Pandemia, verdade e justiça - Marcos Rolim

 Marcos Rolim escreveu TUDO o que é preciso saber para processar o capitão por “CRIMES CONTRA A HUMANIDADE” (mas creio que será difícil chegar ao TPI, na Haia), ou colocá-lo no foco de uma futura Comissão da Verdade e Justiça, no próprio Brasil.

Paulo Roberto de Almeida


Pandemia, verdade e justiça 

Bolsonaro se colocou ao lado dos interesses privados, procurando se desvincular politicamente dos efeitos da inevitável recessão econômica, com o único objetivo de preservar suas chances de reeleição
Por Marcos Rolim / Extra Classe, 16 de abril de 2021 
 
 
 
 


"Bolsonaro não apenas desprezou a doença. Ele ignorou a dor das famílias enlutadas e fez piadas homofóbicas com a covid. Em uma live, ele chegou a simular uma crise respiratória de alguém acometido pela doença, isso depois que muitas pessoas haviam morrido asfixiadas em Manaus graças à incúria de seu governo"
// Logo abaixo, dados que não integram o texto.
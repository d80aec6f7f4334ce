//! Flow runtime: lifecycle, queue ownership and the data context
//!
//! The runtime owns the compiled flows, the FlowState arena, the FIFO task
//! queue, the run-state machine and the event log. Execution itself lives in
//! `scheduler` (pump loop), `executor` (run/propagate/readiness) and `catch`
//! (error routing), all as impl blocks on `Runtime`.

use std::collections::{HashMap, VecDeque};
use std::sync::Arc;
use std::time::{Duration, Instant};

use serde_json::Value;
use tracing::{info, warn};

use crate::component::HandlerRegistry;
use crate::debug::{Breakpoints, RunState, RunStateMachine};
use crate::error::EngineError;
use crate::event_log::{EventKind, EventLog};
use crate::flow::{Flow, FlowRole, ProjectDef, VariableDef, PROJECT_SCHEMA};
use crate::state::{Caller, FlowState, FlowStateArena, FlowStateId};

/// Host process notifications (idle-suspend suppression, user notices).
/// Out of scope for the engine beyond these two signals.
pub trait RuntimeHost {
    fn on_start(&self) {}
    fn on_stop(&self) {}
}

/// External backing for global variables: constructors and destructors for
/// resource-bearing (object-typed) variables plus persistence at shutdown.
pub trait VariableHooks {
    fn construct(&self, name: &str) -> Option<Value> {
        let _ = name;
        None
    }
    fn destroy(&self, name: &str, value: &Value) {
        let _ = (name, value);
    }
    fn persist(&self, name: &str, value: &Value) {
        let _ = (name, value);
    }
}

/// A scheduling unit: one component of one flow state, optionally the
/// connection line whose delivery enqueued it.
#[derive(Debug, Clone, Copy)]
pub struct QueueTask {
    pub flow_state: FlowStateId,
    pub component: usize,
    pub connection: Option<usize>,
}

pub struct Runtime {
    pub(crate) flows: HashMap<String, Arc<Flow>>,
    pub(crate) arena: FlowStateArena,
    pub(crate) queue: VecDeque<QueueTask>,
    pub(crate) machine: RunStateMachine,
    pub(crate) breakpoints: Breakpoints,
    pub(crate) globals: HashMap<String, Value>,
    pub(crate) global_defs: Vec<VariableDef>,
    pub(crate) events: EventLog,
    pub(crate) error: Option<String>,
    pub(crate) host: Option<Box<dyn RuntimeHost>>,
    pub(crate) hooks: Option<Box<dyn VariableHooks>>,
    /// Monotonic marker stored as the value of fired sequence inputs, so a
    /// pulse that arrives while its target is running is not lost when the
    /// run's own fired pulses are cleared.
    pub(crate) pulse_serial: u64,
}

impl Runtime {
    /// Compile a project against the registry. Configuration problems
    /// (duplicate names, unknown handlers, dangling connections) fail here.
    pub fn new(project: ProjectDef, registry: &HandlerRegistry) -> Result<Self, EngineError> {
        if project.schema != PROJECT_SCHEMA {
            return Err(EngineError::BadSchema {
                schema: project.schema,
                expected: PROJECT_SCHEMA,
            });
        }

        let mut flows: HashMap<String, Arc<Flow>> = HashMap::with_capacity(project.flows.len());
        for def in project.flows {
            let name = def.name.clone();
            let flow = Flow::compile(def, registry)?;
            if flows.insert(name.clone(), Arc::new(flow)).is_some() {
                return Err(EngineError::DuplicateFlow { flow: name });
            }
        }

        let globals = project
            .globals
            .iter()
            .map(|v| (v.name.clone(), v.value.clone()))
            .collect();

        let events = EventLog::new();
        Ok(Self {
            flows,
            arena: FlowStateArena::default(),
            queue: VecDeque::new(),
            machine: RunStateMachine::new(events.clone()),
            breakpoints: Breakpoints::default(),
            globals,
            global_defs: project.globals,
            events,
            error: None,
            host: None,
            hooks: None,
            pulse_serial: 0,
        })
    }

    pub fn with_host(mut self, host: impl RuntimeHost + 'static) -> Self {
        self.host = Some(Box::new(host));
        self
    }

    pub fn with_variable_hooks(mut self, hooks: impl VariableHooks + 'static) -> Self {
        self.hooks = Some(Box::new(hooks));
        self
    }

    // ------------------------------------------------------------------
    // Lifecycle
    // ------------------------------------------------------------------

    /// Start all page flows: construct object globals, create a FlowState
    /// per page, run widgets immediately, queue every structurally-ready
    /// component and begin accepting pump calls.
    pub fn start(&mut self) {
        if !self.machine.transition(RunState::Running) {
            return; // already running; logged and ignored
        }

        if let Some(hooks) = &self.hooks {
            for def in &self.global_defs {
                if def.object {
                    if let Some(v) = hooks.construct(&def.name) {
                        self.globals.insert(def.name.clone(), v);
                    }
                }
            }
        }

        let pages: Vec<Arc<Flow>> = self
            .flows
            .values()
            .filter(|f| f.role == FlowRole::Page)
            .cloned()
            .collect();

        self.events.emit(EventKind::RuntimeStarted {
            flow_count: pages.len(),
        });

        for flow in pages {
            let fs_id = self.create_flow_state(Arc::clone(&flow), None, None);
            for ci in 0..flow.components.len() {
                use crate::flow::ComponentKind::*;
                match flow.components[ci].kind {
                    Widget => {
                        if let Some(state) = self.arena.get_mut(fs_id) {
                            state.component_states[ci].touched = true;
                        }
                        self.run_now(fs_id, ci);
                    }
                    Decoration => {}
                    _ => {
                        if self.is_ready_to_run(fs_id, ci) {
                            self.push_task(fs_id, ci, None);
                        }
                    }
                }
            }
        }

        if let Some(host) = &self.host {
            host.on_start();
        }
        info!(flows = self.flows.len(), "flow runtime started");
    }

    /// Stop the runtime: pump until everything finishes naturally or the
    /// timeout passes (best effort, in-flight async components are not
    /// killed), then force-finish stragglers, fire retained disposers and
    /// run the variable hooks.
    pub fn stop(&mut self, timeout: Duration) {
        if self.machine.state() == RunState::Stopped {
            warn!("stop called on a stopped runtime");
            return;
        }
        if matches!(
            self.machine.state(),
            RunState::Paused | RunState::SingleStep
        ) {
            self.machine.transition(RunState::Running);
        }

        let deadline = Instant::now() + timeout;
        while !self.drained() && Instant::now() < deadline {
            if self.queue.is_empty() {
                // only external async callbacks could make progress now
                break;
            }
            self.pump();
        }
        if !self.drained() {
            warn!("shutdown timeout; force-finishing remaining flow states");
        }

        for id in self.arena.ids() {
            let disposers: Vec<_> = match self.arena.get_mut(id) {
                Some(state) => state
                    .component_states
                    .iter_mut()
                    .filter_map(|cs| {
                        cs.is_running = false;
                        cs.disposer.take()
                    })
                    .collect(),
                None => continue,
            };
            for d in disposers {
                d.dispose();
            }
            let newly = self
                .arena
                .get_mut(id)
                .map(|s| s.mark_finished())
                .unwrap_or(false);
            if newly {
                self.events
                    .emit(EventKind::FlowStateFinished { flow_state: id.index() });
            }
        }
        self.queue.clear();

        if let Some(hooks) = &self.hooks {
            for def in &self.global_defs {
                if let Some(value) = self.globals.get(&def.name) {
                    if def.object {
                        hooks.destroy(&def.name, value);
                    }
                    hooks.persist(&def.name, value);
                }
            }
        }

        self.machine.transition(RunState::Stopped);
        if let Some(host) = &self.host {
            host.on_stop();
        }
        self.events.emit(EventKind::RuntimeStopped {
            error: self.error.clone(),
        });
        info!("flow runtime stopped");
    }

    /// Stop everything because of an unrecoverable error
    pub(crate) fn stop_with_error(&mut self, message: String) {
        self.error = Some(message.clone());
        self.queue.clear();
        self.machine.transition(RunState::Stopped);
        if let Some(host) = &self.host {
            host.on_stop();
        }
        self.events.emit(EventKind::RuntimeStopped {
            error: Some(message),
        });
    }

    /// Invoke a named action from host/UI context (parentless invocation).
    /// A missing action or start marker is fatal and stops the runtime.
    pub fn trigger_action(&mut self, name: &str) -> Result<FlowStateId, EngineError> {
        match self.invoke_action(None, name) {
            Ok(id) => Ok(id),
            Err(e) => {
                self.stop_with_error(e.to_string());
                Err(e)
            }
        }
    }

    /// Create a child FlowState for an action invocation and seed its start
    /// marker onto the queue.
    pub(crate) fn invoke_action(
        &mut self,
        caller: Option<Caller>,
        name: &str,
    ) -> Result<FlowStateId, EngineError> {
        let flow = self
            .flows
            .get(name)
            .filter(|f| f.role == FlowRole::Action)
            .cloned()
            .ok_or_else(|| EngineError::UnknownAction {
                action: name.to_string(),
            })?;
        let start = flow
            .start_component()
            .ok_or_else(|| EngineError::MissingStart {
                action: name.to_string(),
            })?;

        let parent = caller.map(|c| c.flow_state);
        let fs_id = self.create_flow_state(flow, parent, caller);
        self.push_task(fs_id, start, None);
        Ok(fs_id)
    }

    pub(crate) fn create_flow_state(
        &mut self,
        flow: Arc<Flow>,
        parent: Option<FlowStateId>,
        caller: Option<Caller>,
    ) -> FlowStateId {
        let flow_name = flow.name.to_string();
        let id = self.arena.alloc(flow, parent, caller);
        self.events.emit(EventKind::FlowStateCreated {
            flow_state: id.index(),
            flow: flow_name,
            parent: parent.map(FlowStateId::index),
        });
        id
    }

    /// All action invocations finished, queue empty, nothing in flight
    pub fn drained(&self) -> bool {
        self.queue.is_empty()
            && self.arena.iter().all(|fs| {
                (fs.flow.role != FlowRole::Action || fs.is_finished)
                    && fs.component_states.iter().all(|cs| !cs.is_running)
            })
    }

    /// Pump until the queue drains, the runtime leaves RUNNING, or the pass
    /// budget runs out. Returns the number of passes.
    pub fn run_until_idle(&mut self, max_passes: usize) -> usize {
        let mut passes = 0;
        while passes < max_passes
            && self.machine.state() == RunState::Running
            && !self.queue.is_empty()
        {
            self.pump();
            passes += 1;
        }
        passes
    }

    // ------------------------------------------------------------------
    // Data context
    // ------------------------------------------------------------------

    /// Resolve a variable: local frame chain first, then globals
    pub fn get_variable(&self, flow_state: FlowStateId, name: &str) -> Option<Value> {
        self.arena
            .lookup(flow_state, name)
            .or_else(|| self.globals.get(name))
            .cloned()
    }

    /// Write a variable to the frame that defines it (child shadows
    /// parent), falling back to globals, else the local frame.
    pub fn set_variable(&mut self, flow_state: FlowStateId, name: &str, value: Value) {
        if let Some(frame) = self.arena.frame_defining(flow_state, name) {
            if let Some(state) = self.arena.get_mut(frame) {
                state.locals.insert(name.to_string(), value);
            }
            return;
        }
        if self.globals.contains_key(name) {
            self.globals.insert(name.to_string(), value);
            return;
        }
        if let Some(state) = self.arena.get_mut(flow_state) {
            state.locals.insert(name.to_string(), value);
        }
    }

    pub fn global(&self, name: &str) -> Option<&Value> {
        self.globals.get(name)
    }

    // ------------------------------------------------------------------
    // Debugger surface
    // ------------------------------------------------------------------

    pub fn add_breakpoint(&mut self, flow: &str, component: &str) {
        self.breakpoints.add(flow, component);
    }

    pub fn remove_breakpoint(&mut self, flow: &str, component: &str) {
        self.breakpoints.remove(flow, component);
    }

    pub fn run_state(&self) -> RunState {
        self.machine.state()
    }

    // ------------------------------------------------------------------
    // Inspection
    // ------------------------------------------------------------------

    pub fn events(&self) -> &EventLog {
        &self.events
    }

    /// Terminal/last recorded error
    pub fn error(&self) -> Option<&str> {
        self.error.as_deref()
    }

    pub fn flow_state(&self, id: FlowStateId) -> Option<&FlowState> {
        self.arena.get(id)
    }

    pub fn flow_states(&self) -> impl Iterator<Item = &FlowState> {
        self.arena.iter()
    }

    pub fn pending_tasks(&self) -> usize {
        self.queue.len()
    }

    /// Compiled flows; iteration order is unspecified
    pub fn flow_definitions(&self) -> impl Iterator<Item = &Flow> {
        self.flows.values().map(Arc::as_ref)
    }

    /// Locate a component instance by flow name and component id.
    /// Scans live flow states; first match wins.
    pub fn find_component(&self, flow: &str, component: &str) -> Option<(FlowStateId, usize)> {
        self.arena.iter().find_map(|fs| {
            if fs.flow.name.as_ref() != flow {
                return None;
            }
            fs.flow.component_index(component).map(|ci| (fs.id, ci))
        })
    }
}

impl std::fmt::Debug for Runtime {
    fn fmt(&self, f: &mut std::fmt::Formatter<'_>) -> std::fmt::Result {
        f.debug_struct("Runtime")
            .field("flows", &self.flows.len())
            .field("flow_states", &self.arena.len())
            .field("queued", &self.queue.len())
            .field("state", &self.machine.state())
            .finish()
    }
}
“Bolsonaro não apenas desprezou a doença. Ele ignorou a dor das famílias enlutadas e fez piadas homofóbicas com a covid. Em uma live, ele chegou a simular uma crise respiratória de alguém acometido pela doença, isso depois que muitas pessoas haviam morrido asfixiadas em Manaus graças à incúria de seu governo”

Ilustração: Detalhe de “Memória”, óleo sobre tela de Rene Magritte, Bélgica, 1948

A tragédia em curso no Brasil não tem, ainda, um nome preciso, mas penso que estamos diante de “Crime contra a humanidade”, a figura jurídica com a qual referimos o sacrifício em massa de um grupo determinado como consequência da atuação do Estado.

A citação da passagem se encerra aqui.